You just can't beat some of the crack political analysis coming from some of the crack political analysts in South Carolina, today's latest epicenter of the fractured GOP primary race. For instance its governor, Mark Sanford, pondered the dicey situation for the Washington Post and "said the substantial number of undecided voters reflects uncertainty ... among Republicans."
Such high deduction is akin to Calvin Coolidge's insight that massive unemployment results when a lot of folks are out of work, and Cal made it to the very top. Perhaps one of today's contestants will similarly favor us with a few years of his intellectual penetration as chief executive, but alas, I fear Mike Huckabee, after today, won't be among them.
The cause lies not entirely with the Huck himself. Fred Thompson's stalking-horse campaign on John McCain's behalf was apparently a tactic that Jesus failed to read up on before anointing Mike, and it's doing one helluva righteous bag-job on the Huck's numbers in South Carolina. There are some things in the underhanded cesspool of politics, it would seem, that even God can't overcome.
Mr. Huckabee might survive today's crucible, but what he encounters from there is a largely secular brick wall, and, paradoxically, it's Huckabee who made it stronger.
In his immoderate desperation to motivate his one and only base -- economic populism doesn't stir the hearts of many among the GOP faithful -- Mike simply went too far. He shivered the spines of the theocratically wary, and even spooked the holy fence-sitters.
Despite what he claims as celestial inspiration, Mike was always playing a dangerous, calculated game -- knowing, that is, precisely when to moderate the message. But these things have a way of taking on a life of their own: in for a penny, in for a pound, so to speak, and once he got rolling Mr. Huckabee had very little real control over his own investment. Desperation feeds on itself, and like a gambler down a fortune, one might as well go whole hog. Indeed, one has to, if he wants to stay in the game as a major player.
Huckabee had little trouble bamboozling the profoundly ignorant, of course. For instance when asked in a debate last week about the repeatedly affirmed Southern Baptist doctrine of a wife "submit[ting] herself graciously to the servant leadership of her husband," Huckabee explained that the "position required no subordination at all. It meant, he said, both husbands and wives 'mutually showing their affection and submission as unto the Lord.'"
Now, you and I see that as a repudiation of plain English; a squalid affront to the literal interpretation of church and biblical doctrine, which, according to its doctrinal wizards, is a mortal no-no. But, afterward declared Oran P. Smith of the Christian-fundamentalist Palmetto Family Council, "It was masterful." He wasn't quite sure just how Mr. Huckabee managed this rhetorical magic, but goddamn he was "like Houdini."

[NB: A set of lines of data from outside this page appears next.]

//! Trained enclosing sphere: model types, the fixed part and membership.
//!
//! # Components
//!
//! - [`SphereModel`] / [`TrainedSphere`]: consumed output of an SVDD trainer
//! - [`SphereTrainer`]: the seam an external solver implements
//! - [`FixedPart`]: the query-independent term, computed once per run
//! - [`SphereMembership`]: decides whether a feature vector lies inside

mod membership;
mod model;

pub use membership::{accept, SphereMembership};
pub use model::{FixedPart, PrecomputedSphere, SphereModel, SphereTrainer, TrainedSphere};
//! Shared fixtures for sphere-cluster tests and benchmarks.
//!
//! Every dataset here is deterministic: fixed coordinates, or a seeded
//! ChaCha8 generator. Each geometric fixture comes with the trained sphere
//! that separates it, so tests exercise the clustering core without an
//! SVDD solver.

pub mod fixtures;

pub use fixtures::*;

Amusing, yes, and to maybe five or ten percent of the Republican troops it's even convincing. But that, of course, ain't nearly enough. Mike had to kick the fence-sitters off the fence, and the only way to do that was to crank up the fanaticism.
This he fatefully did Monday, explaining to a probably rather puzzled Detroit mob that the U.S. Constitution should be amended "so it’s in God’s standards" -- meaning Mr. Huckabee's -- "rather than try to change God’s standards."
Whoops. Now that was a brazenly theocratic bridge too far, even for large and influential segments of the right-wing Christian community. Huckabee had casually popped the cork of inexorable fundamentalist logic, and one simply musn't do these things in public. It's an embarrassment to the furtive cause.
"Is the Constitution anti-God?" asked a leading commentator of the online evangelical magazine, Christianity Today. "Honestly, I’m thinking that this quote probably cost Huckabee more evangelical votes than it won him."
Yet the blunder was inevitable, and therefore not really a blunder. Religious fanaticism within a secular society was all that Mr. Huckabee ever really had to sell. And ultimately it folded like most internal contradictions do.
His brief trajectory merely followed that of all revolutionary movements. He needed to increasingly radicalize his message to ensure enduring motivation among the faithful -- who were, after all, his only hope -- but such messages always reach the snapping point. At some blessed and internal moment someone says, Wait a minute, this has gotten out of hand. So the movement retreats, leaving behind the leader's head on the block.
But his was fun to watch while it lasted. Even comforting, in a way. For it's good to see that there are some stabilizing historical verities that just can't be changed.